Evil Belongs to the Lower Worlds

Ramchal then draws a boundary around where evil can take root. Atzilut itself is made of the laws and measures of the divine Mind, the Sefirot of Godliness. Actual separate creatures arise through Beriyah, Yetzirah, and Asiyah, the worlds of creation, formation, and action. Those lower worlds produce branches that are not of the same kind as their root.

That matters because it keeps Atzilut from becoming contaminated in the imagination. The highest world is not a battlefield. Evil belongs to the separate created order, where distance, limitation, and independent creaturehood can exist. The lower worlds are not bad because they are lower. They are the place where deficiency can appear and, because it appears, the place where repair becomes possible.

The Break Came at the Lowest Point

The defect did not explode immediately. Ramchal says only a faint trace of the root of the Other Side was evident in the Nekudim, the primordial vessels. The light spread through the general foundation, through Atzilut with its three garments, and kept descending until it reached the lowly parts where that root lay.

Only there did breakage occur. Ramchal even notes that the vessels first ruled, drawing on the language of the kings in (Genesis 36:31). They did not shatter at once. The light had to reach the lowest point. The story is not chaos bursting from everywhere. It is a controlled descent in which the hidden weakness becomes active only when the structure reaches the place prepared for it.

Every World Had to Help Turn It Back

Once evil appears, no single level can solve it alone. For all evil to revert to good, Ramchal says, everything is required, from the head of Atzilut to the end of Asiyah. The Sefirot alone cannot complete the purpose. The separate creations alone cannot complete it either.

This gives the lower worlds terrifying dignity. The highest Sefirah and the lowest separate creature both exist to reveal the unity of Eyn Sof. The ladder only works because every rung participates. Repair is not a heavenly event watched from below. It is the work of an entire ordered creation, upper and lower together, each level doing what no other level can do in its place.

The Garments Were Cleansed Downward

Then Ramchal turns repair into a sequence. When the Emanator wanted to rectify the garments of creation, He selected and cleansed their levels one by one. Each level turned away from evil and left the remaining task to the level below it, until the work reached the lowest level, Malchut of Asiyah.

That is the image at the center of this myth. Evil is pushed down one world at a time. Not because God is avoiding it, but because the vessels have to become fit to receive light. Each layer is cleaned according to its own place in the order. Light can spread only where the vessel has been cleansed of evil.
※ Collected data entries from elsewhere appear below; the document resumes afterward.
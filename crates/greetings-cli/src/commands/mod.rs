//! CLI command implementations.

pub mod ci;
pub mod stage;

use anyhow::{Context, Result};
use greetings_config::{PipelineConfig, load_config};
use greetings_core::Credential;
use greetings_core::source::SourceProvider;
use greetings_core::SourceTree;
use greetings_executor::ContainerCollaborators;
use greetings_pipeline::{Collaborators, PipelineEvent, PipelineOrchestrator};
use std::future::Future;
use std::path::{Path, PathBuf};
use std::sync::Arc;
use tokio::sync::mpsc;

/// Name the vault token is known by in logs.
const VAULT_TOKEN_NAME: &str = "GREETINGS_VAULT_TOKEN";

/// Configuration and collaborators shared by every command.
pub struct Session {
    pub config: Arc<PipelineConfig>,
    pub containers: Arc<ContainerCollaborators>,
    source_path: PathBuf,
}

impl Session {
    pub fn open(config_path: &Path, source_path: &Path) -> Result<Self> {
        // A relative config path is looked up inside the workspace
        let config_path = if config_path.is_relative() {
            source_path.join(config_path)
        } else {
            config_path.to_path_buf()
        };
        let config = load_config(&config_path)
            .with_context(|| format!("Failed to load config: {}", config_path.display()))?;
        let config = Arc::new(config);

        let containers = ContainerCollaborators::new(config.clone())
            .context("Failed to connect to Docker")?;

        Ok(Self {
            config,
            containers: Arc::new(containers),
            source_path: source_path.to_path_buf(),
        })
    }

    pub fn collaborators(&self) -> Collaborators {
        Collaborators::from_provider(self.containers.clone())
    }

    pub fn orchestrator(&self) -> PipelineOrchestrator {
        PipelineOrchestrator::new(self.collaborators(), self.config.clone())
    }

    /// Snapshot the local workspace.
    pub async fn source(&self) -> Result<SourceTree> {
        self.containers
            .local(&self.source_path)
            .await
            .with_context(|| format!("Failed to load workspace: {}", self.source_path.display()))
    }
}

pub fn vault_token(value: &str) -> Credential {
    Credential::from_plaintext(VAULT_TOKEN_NAME, value)
}

/// Run `work` until it finishes or Ctrl-C is pressed.
///
/// Dropping `work` on Ctrl-C aborts every in-flight collaborator call.
pub async fn cancellable<T>(work: impl Future<Output = Result<T>>) -> Result<T> {
    tokio::select! {
        result = work => result,
        _ = tokio::signal::ctrl_c() => {
            eprintln!("\nInterrupted");
            Err(greetings_core::Error::Cancelled.into())
        }
    }
}

/// Print progress events to stderr until the sender side closes.
pub fn print_events() -> (mpsc::Sender<PipelineEvent>, tokio::task::JoinHandle<()>) {
    let (tx, mut rx) = mpsc::channel(64);
    let printer = tokio::spawn(async move {
        while let Some(event) = rx.recv().await {
            eprintln!("{}", describe(&event));
        }
    });
    (tx, printer)
}

fn describe(event: &PipelineEvent) -> String {
    match event {
        PipelineEvent::StageStarted { stage, at } => {
            format!("▶ [{}] Stage '{}' started", at.format("%H:%M:%S"), stage)
        }
        PipelineEvent::StageCompleted { stage, success, at } => {
            let time = at.format("%H:%M:%S");
            if *success {
                format!("✓ [{}] Stage '{}' completed successfully", time, stage)
            } else {
                format!("✗ [{}] Stage '{}' failed", time, stage)
            }
        }
        PipelineEvent::StageSkipped { stage, reason, at } => {
            format!("⊘ [{}] Stage '{}' skipped: {}", at.format("%H:%M:%S"), stage, reason)
        }
        PipelineEvent::PipelineCompleted { success, .. } => {
            if *success {
                "--- Pipeline completed successfully ---".to_string()
            } else {
                "--- Pipeline failed ---".to_string()
            }
        }
    }
}

pub fn validate(path: &Path, json: bool) -> Result<()> {
    match load_config(path) {
        Ok(config) => {
            if json {
                println!("{}", serde_json::to_string_pretty(&config)?);
                return Ok(());
            }
            println!("Configuration is valid");
            println!("  Project:    {}", config.project.name);
            println!("  Repository: {}", config.project.clone_url());
            let variants: Vec<_> = config
                .matrix
                .variants()
                .iter()
                .map(|v| v.to_string())
                .collect();
            println!("  Matrix:     {}", variants.join(", "));
            let archs: Vec<_> = config.deploy.archs.iter().map(|a| a.to_string()).collect();
            println!("  Deploy:     {} ({})", config.deploy.app, archs.join(", "));
            Ok(())
        }
        Err(e) => {
            println!("Configuration error: {}", e);
            std::process::exit(1);
        }
    }
}

#[cfg(test)]
mod tests {
    use super::*;

    #[test]
    fn test_describe_events() {
        let skipped = PipelineEvent::StageSkipped {
            stage: "release".to_string(),
            reason: "no tag".to_string(),
            at: Default::default(),
        };
        assert_eq!(
            describe(&skipped),
            "⊘ [00:00:00] Stage 'release' skipped: no tag"
        );

        let failed = PipelineEvent::StageCompleted {
            stage: "lint".to_string(),
            success: false,
            at: Default::default(),
        };
        assert_eq!(describe(&failed), "✗ [00:00:00] Stage 'lint' failed");

        let done = PipelineEvent::PipelineCompleted {
            success: true,
            at: Default::default(),
        };
        assert_eq!(describe(&done), "--- Pipeline completed successfully ---");
    }
}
Repair has direction, pace, and structure.

The Lowest Work Was Left Unfinished

Evil did not vanish after creation. Ramchal says each individual creation was not itself full of evil. It had been cleansed and was trying to evade it, leaving evil subdued and humiliated. But the repair was not complete, so evil could still return and attack. It was no longer inevitable in the way it had first been. It was quiet, but not dead.

The final goal is not passive rescue. The work ends when the lower creations become fit to receive the lights through merit, not as a gift of charity. Even the upper branches are repaired through the receiver, because only then can the giver influence the receiver in the intended way.

That is why Ramchal's map feels so severe and so hopeful at once. Evil begins as deficiency. It is isolated downward. It is subdued, not enthroned. The lowest realm inherits the unfinished work, and human beings live exactly there.

Creation is not waiting for evil to be defeated from outside. It is waiting for the receiver to become able to receive.